1/29 has an error about 1.4% compared to the 1/29.41176, where PING2CM has an error of about 3E-6

I don't think this is important, distance calculation based on speed of sound depends on temperature, and according to Speed of sound - Wikipedia 10 C degree variation would account for 1.8 % error.
Introducing temperature as a factor in equation makes division optimization to "pre-defined" set of coefficients quite complicated .

Rob, if you add 1 more term of in>>11, you will put the overall multiplier at .0340271. The speed of sound at standard T&P is 34029 cm/S putting the number very close.

I disagree with the Magician as I think (that in this situation anyway) faster and more accurate is better. Even though the speed of sound can vary so much, starting with an accurate base means the program can actually account for it if it chooses.

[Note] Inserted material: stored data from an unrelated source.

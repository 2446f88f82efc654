// Ultralytics 🚀 AGPL-3.0 License - https://ultralytics.com/license

use clap::{Args, Parser, Subcommand};

/// Model used when `--model` is not given.
pub const DEFAULT_MODEL: &str = "graph_opt.onnx";

/// CLI arguments parser.
#[derive(Parser, Debug)]
#[command(author, version, about, long_about = None)]
#[command(propagate_version = true)]
#[command(after_help = r#"Predict Options:
    --model, -m <MODEL>    Path to OpenPose ONNX model [default: graph_opt.onnx]
    --source, -s <SOURCE>  Input source (image, directory, or glob)
    --imgsz <IMGSZ>        Network input size [default: 368]
    --device <DEVICE>      Device (cpu, cuda:0, coreml)
    --threads <THREADS>    Intra-op threads, 0 lets ONNX Runtime decide
    --save                 Save annotated images to runs/pose/predict
    --verbose <BOOL>       Show per-image output [default: true]

Examples:
    pose-overlay predict --model graph_opt.onnx --source person.jpg
    pose-overlay predict -m graph_opt.onnx -s photos/ --save
    pose-overlay predict -s "photos/*.png" --device cuda:0 --verbose false"#)]
pub struct Cli {
    #[command(subcommand)]
    /// Subcommand to execute.
    pub command: Commands,
}

/// Commands for the CLI.
#[derive(Subcommand, Debug)]
pub enum Commands {
    /// Estimate poses and overlay skeletons on images
    Predict(PredictArgs),
}

/// Arguments for the predict command.
#[derive(Args, Debug)]
pub struct PredictArgs {
    /// Path to OpenPose ONNX model file
    #[arg(short, long, default_value = DEFAULT_MODEL)]
    pub model: String,

    /// Input source (image, directory, or glob)
    #[arg(short, long)]
    pub source: String,

    /// Network input size (square)
    #[arg(long)]
    pub imgsz: Option<usize>,

    /// Device to use (cpu, cuda:0, coreml)
    #[arg(long)]
    pub device: Option<String>,

    /// Number of intra-op threads (0 = automatic)
    #[arg(long, default_value_t = 0)]
    pub threads: usize,

    /// Save annotated images to runs/pose/predict
    #[arg(long, default_value_t = false)]
    pub save: bool,

    /// Show verbose output
    #[arg(long, default_value_t = true, action = clap::ArgAction::Set)]
    pub verbose: bool,
}
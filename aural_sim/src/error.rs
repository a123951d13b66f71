//! Fatal, load-time failures for the simulation core.
//!
//! Only the third error kind the core distinguishes — "fatal failures" —
//! is represented here as a `Result`-returning type. Programming errors
//! (shape mismatches, out-of-range `wave_id`) stay `assert!`/`debug_assert!`
//! at the call site, and environmental warnings (clipped attenuation,
//! coincident source/receiver, missing HRIR file falling back to a default)
//! go through `log::warn!` with processing continuing on a defined,
//! degraded path. See each component's doc comments for which path a given
//! condition takes.

pub type Result<T> = std::result::Result<T, SimError>;

#[derive(Debug, PartialEq, thiserror::Error)]
pub enum SimError {
    #[error("HRIR database directory not found: `{0}`")]
    HrirDatabaseNotFound(String),

    #[error("HRIR database directory present but unreadable: `{0}`")]
    HrirDatabaseUnreadable(String),

    #[error("malformed HRIR file `{0}`: {1}")]
    MalformedHrirFile(String, String),

    #[error("fractional-delay read at offset {offset} exceeds max latency {max_latency}")]
    FractionalDelayPastMaxLatency { offset: f64, max_latency: usize },

    #[error("scene configuration error: {0}")]
    InvalidConfig(String),
}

distance calculation based on speed of sound depends on temperature

and on the speed of the objects (mind an incoming train, for example)

@magician,
you are right, speed of sound depends on temperature and humidity too, See - http://arduino.cc/forum/index.php/topic,65205.msg493120.html#msg493120 -

If numbers are variable, these kind of optimizations are indeed difficult to realize, sometimes even impossible.
Implementation is in that sense often a balance of competing requirements mixed with assumptions (The temperature is constant).
The code above gives high weight to the requirement performance.

For the die hards

Adding temperature to the equation can be done after converting to centimeter’s.

The speed of sound has this formula correction for temperature.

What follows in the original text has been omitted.